From: Christoph Hellwig <hch@infradead.org>
To: Fengnan Chang <fengnanchang@gmail.com>
Cc: brauner@kernel.org, djwong@kernel.org, linux-xfs@vger.kernel.org,
linux-fsdevel@vger.kernel.org, linux-ext4@vger.kernel.org,
lidiangang@bytedance.com,
Fengnan Chang <changfengnan@bytedance.com>
Subject: Re: [RFC PATCH] iomap: add fast read path for small direct I/O
Date: Wed, 15 Apr 2026 00:14:52 -0700 [thread overview]
Message-ID: <ad867C8dlaQGLS97@infradead.org> (raw)

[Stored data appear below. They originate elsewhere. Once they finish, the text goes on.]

impl WebhookReconciler {
    /// Creates a new reconciler
    pub fn new(
        store: Arc<dyn BookingStore>,
        notifier: Arc<dyn NotificationSender>,
        clock: Arc<dyn Clock>,
    ) -> Self {
        Self {
            store,
            notifier,
            clock,
        }
    }

    /// Processes one gateway event
    ///
    /// Safe to call with the same event any number of times: the first
    /// delivery settles, every replay reports `Duplicate`.
    ///
    /// # Errors
    ///
    /// Only store failures surface here; event-level problems come back as
    /// `Logged` outcomes
    #[instrument(skip(self, event), fields(event_id = %event.id, event_type = event.kind_name()))]
    pub async fn process(&self, event: &GatewayEvent) -> Result<ReconcileOutcome, BookingError> {
        if self.store.is_event_processed(&event.id).await? {
            debug!("Event already in the ledger");
            return Ok(ReconcileOutcome::Duplicate);
        }

        match &event.kind {
            GatewayEventKind::CheckoutCompleted(session) => {
                self.settle_checkout(event, session).await
            }
            GatewayEventKind::CheckoutExpired(session) => {
                self.settle_expiry(event, session).await
            }
            GatewayEventKind::PaymentFailed(intent) => {
                warn!(intent_id = %intent.intent_id, "Payment attempt failed");
                Ok(ReconcileOutcome::Logged(SkipReason::PaymentFailureNoted))
            }
            GatewayEventKind::ChargeRefunded(charge) => self.settle_refund(event, charge).await,
            GatewayEventKind::Unrecognized { event_type } => {
                debug!(event_type, "Ignoring unhandled event type");
                Ok(ReconcileOutcome::Logged(SkipReason::UnrecognizedEvent))
            }
        }
    }

    /// Settles a completed checkout session for either installment
    async fn settle_checkout(
        &self,
        event: &GatewayEvent,
        session: &CheckoutSessionPayload,
    ) -> Result<ReconcileOutcome, BookingError> {
        let (Some(order_id), Some(purpose)) = (
            session.metadata.parsed_order_id(),
            session.metadata.parsed_purpose(),
        ) else {
            warn!("Checkout session carries no usable order metadata");
            return Ok(ReconcileOutcome::Logged(SkipReason::MissingMetadata));
        };
        let Some(mut order) = self.fetch_order(order_id).await? else {
            return Ok(ReconcileOutcome::Logged(SkipReason::UnknownOrder));
        };

        let now = self.clock.now();
        let (action, draft) = match purpose {
            PaymentPurpose::Deposit => {
                if let Err(err) = order.confirm_deposit(
                    session.session_id.clone(),
                    session.payment_intent.clone(),
                    now,
                ) {
                    warn!(order_id = %order_id, error = %err, "Deposit settlement skipped");
                    return Ok(ReconcileOutcome::Logged(SkipReason::PreconditionFailed));
                }
                let amount = order.pricing().deposit;
                let draft = self.invoice_draft(&order, InvoiceType::Deposit, amount, now);
                (SettlementAction::DepositConfirmed { order_id }, draft)
            }
            PaymentPurpose::FullPayment => {
                if let Err(err) = order.complete_payment(
                    session.session_id.clone(),
                    session.payment_intent.clone(),
                    now,
                ) {
                    warn!(order_id = %order_id, error = %err, "Balance settlement skipped");
                    return Ok(ReconcileOutcome::Logged(SkipReason::PreconditionFailed));
                }
                let amount = order.pricing().balance_due()?;
                let draft = self.invoice_draft(&order, InvoiceType::Final, amount, now);
                (SettlementAction::OrderCompleted { order_id }, draft)
            }
        };

        let transition = match purpose {
            PaymentPurpose::Deposit => PartyTransition::Confirm,
            PaymentPurpose::FullPayment => PartyTransition::Complete,
        };
        let party = match order.party_id() {
            Some(party_id) => self.move_party(party_id, transition, now).await?,
            None => None,
        };

        let events = order.take_events();
        let update = SettlementUpdate {
            event_id: event.id.clone(),
            processed_at: now,
            order,
            party,
            invoice: Some(draft),
            void_invoices: false,
        };
        match self.store.commit_settlement(&update).await? {
            SettlementCommit::AlreadyProcessed => Ok(ReconcileOutcome::Duplicate),
            SettlementCommit::Applied { invoice } => {
                log_events(&events);
                if let Some(invoice) = invoice {
                    self.send_receipt(&update.order, &invoice).await;
                }
                Ok(ReconcileOutcome::Applied(action))
            }
        }
    }

    /// Cancels an order whose checkout session lapsed unpaid
    async fn settle_expiry(
        &self,
        event: &GatewayEvent,
        session: &CheckoutSessionPayload,
    ) -> Result<ReconcileOutcome, BookingError> {
        let Some(order_id) = session.metadata.parsed_order_id() else {
            warn!("Expired session carries no usable order metadata");
            return Ok(ReconcileOutcome::Logged(SkipReason::MissingMetadata));
        };
        let Some(mut order) = self.fetch_order(order_id).await? else {
            return Ok(ReconcileOutcome::Logged(SkipReason::UnknownOrder));
        };

        let now = self.clock.now();
        if let Err(err) = order.expire_checkout(now) {
            // A balance session expiring on a confirmed order lands here
            warn!(order_id = %order_id, error = %err, "Expiry skipped");
            return Ok(ReconcileOutcome::Logged(SkipReason::PreconditionFailed));
        }

        let events = order.take_events();
        let update = SettlementUpdate {
            event_id: event.id.clone(),
            processed_at: now,
            order,
            party: None,
            invoice: None,
            void_invoices: false,
        };
        match self.store.commit_settlement(&update).await? {
            SettlementCommit::AlreadyProcessed => Ok(ReconcileOutcome::Duplicate),
            SettlementCommit::Applied { .. } => {
                log_events(&events);
                Ok(ReconcileOutcome::Applied(SettlementAction::CheckoutCancelled { order_id }))
            }
        }
    }

    /// Records a refund, cancelling the order when it covers the charge
    async fn settle_refund(
        &self,
        event: &GatewayEvent,
        charge: &ChargePayload,
    ) -> Result<ReconcileOutcome, BookingError> {
        let Some(payment_intent) = charge.payment_intent.as_deref() else {
            warn!(charge_id = %charge.charge_id, "Refunded charge has no payment intent");
            return Ok(ReconcileOutcome::Logged(SkipReason::MissingMetadata));
        };
        let Some(mut order) = self.store.find_order_by_payment_intent(payment_intent).await?
        else {
            warn!(payment_intent, "No order matches the refunded payment intent");
            return Ok(ReconcileOutcome::Logged(SkipReason::UnknownOrder));
        };

        let currency = order.pricing().total.currency();
        let charged = Money::from_minor(charge.amount, currency);
        let refunded = Money::from_minor(charge.amount_refunded, currency);
        let full = Money::is_full_refund(&charged, &refunded);

        let now = self.clock.now();
        let order_id = order.id();
        if let Err(err) = order.apply_refund(refunded, full, now) {
            warn!(order_id = %order_id, error = %err, "Refund skipped");
            return Ok(ReconcileOutcome::Logged(SkipReason::PreconditionFailed));
        }

        let party = match (full, order.party_id()) {
            (true, Some(party_id)) => {
                self.move_party(party_id, PartyTransition::Cancel, now).await?
            }
            _ => None,
        };

        let events = order.take_events();
        let update = SettlementUpdate {
            event_id: event.id.clone(),
            processed_at: now,
            order,
            party,
            invoice: None,
            void_invoices: full,
        };
        match self.store.commit_settlement(&update).await? {
            SettlementCommit::AlreadyProcessed => Ok(ReconcileOutcome::Duplicate),
            SettlementCommit::Applied { .. } => {
                log_events(&events);
                Ok(ReconcileOutcome::Applied(SettlementAction::RefundApplied {
                    order_id,
                    full,
                }))
            }
        }
    }

    /// Loads an order, flattening not-found into `None`
    async fn fetch_order(&self, order_id: OrderId) -> Result<Option<Order>, BookingError> {
        match self.store.get_order(order_id).await {
            Ok(order) => Ok(Some(order)),
            Err(err) if err.is_not_found() => {
                warn!(order_id = %order_id, "Event references an unknown order");
                Ok(None)
            }
            Err(err) => Err(err.into()),
        }
    }

    /// Applies a party transition, tolerating everything except store loss
    ///
    /// A missing party or a refused transition never blocks the order
    /// settlement; the party is simply left out of the update.
    async fn move_party(
        &self,
        party_id: PartyId,
        transition: PartyTransition,
        now: DateTime<Utc>,
    ) -> Result<Option<Party>, BookingError> {
        let mut party = match self.store.get_party(party_id).await {
            Ok(party) => party,
            Err(err) if err.is_not_found() => {
                warn!(party_id = %party_id, "Order references a missing party");
                return Ok(None);
            }
            Err(err) => return Err(err.into()),
        };
        let moved = match transition {
            PartyTransition::Confirm => party.confirm(now),
            PartyTransition::Complete => party.complete(now),
            PartyTransition::Cancel => party.cancel(now),
        };
        match moved {
            Ok(()) => Ok(Some(party)),
            Err(err) => {
                warn!(party_id = %party_id, error = %err, "Party transition skipped");
                Ok(None)
            }
        }
    }

    fn invoice_draft(
        &self,
        order: &Order,
        invoice_type: InvoiceType,
        amount: Money,
        now: DateTime<Utc>,
    ) -> InvoiceDraft {
        let label = match invoice_type {
            InvoiceType::Deposit => format!("Deposit for order {}", order.order_number()),
            _ => format!("Balance for order {}", order.order_number()),
        };
        InvoiceDraft::new(
            order.id(),
            order.customer_id(),
            invoice_type,
            vec![LineItem::new(label, amount)],
            amount,
            now,
        )
    }

    /// Sends the payment receipt; failures are logged, never propagated
    async fn send_receipt(&self, order: &Order, invoice: &Invoice) {
        let customer = match self.store.get_customer(order.customer_id()).await {
            Ok(customer) => customer,
            Err(err) => {
                warn!(error = %err, "Could not load customer for receipt");
                return;
            }
        };
        let purpose = match invoice.invoice_type {
            InvoiceType::Deposit => PaymentPurpose::Deposit,
            _ => PaymentPurpose::FullPayment,
        };
        let notice = PaymentReceiptNotice {
            to: customer.email,
            invoice_number: invoice.invoice_number.to_string(),
            amount: invoice.total,
            purpose,
        };
        if let Err(err) = self.notifier.send_payment_receipt(&notice).await {
            warn!(error = %err, "Failed to send payment receipt");
        }
    }
}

In-Reply-To: <20260414122647.15686-1-changfengnan@bytedance.com>
On Tue, Apr 14, 2026 at 08:26:47PM +0800, Fengnan Chang wrote:
> 1. Allocating the `bio` and `struct iomap_dio` together to avoid a
> separate kmalloc. However, because `struct iomap_dio` is relatively
> large and the main path is complex, this yielded almost no
> performance improvement.
One interesting bit here would be a slab for struct iomap_dio, and
the previously discussed per-cpu allocation of some form.
> 2. Reducing unnecessary state resets in the iomap state machine (e.g.,
> skipping `iomap_iter_reset_iomap` where safe). This provided a ~5%
> IOPS boost, which is helpful but still falls far short of closing
> the gap with the raw block device.
But it already is a major improvement, and one that would apply outside
of narrow special cases. So I'd really like to see that patch.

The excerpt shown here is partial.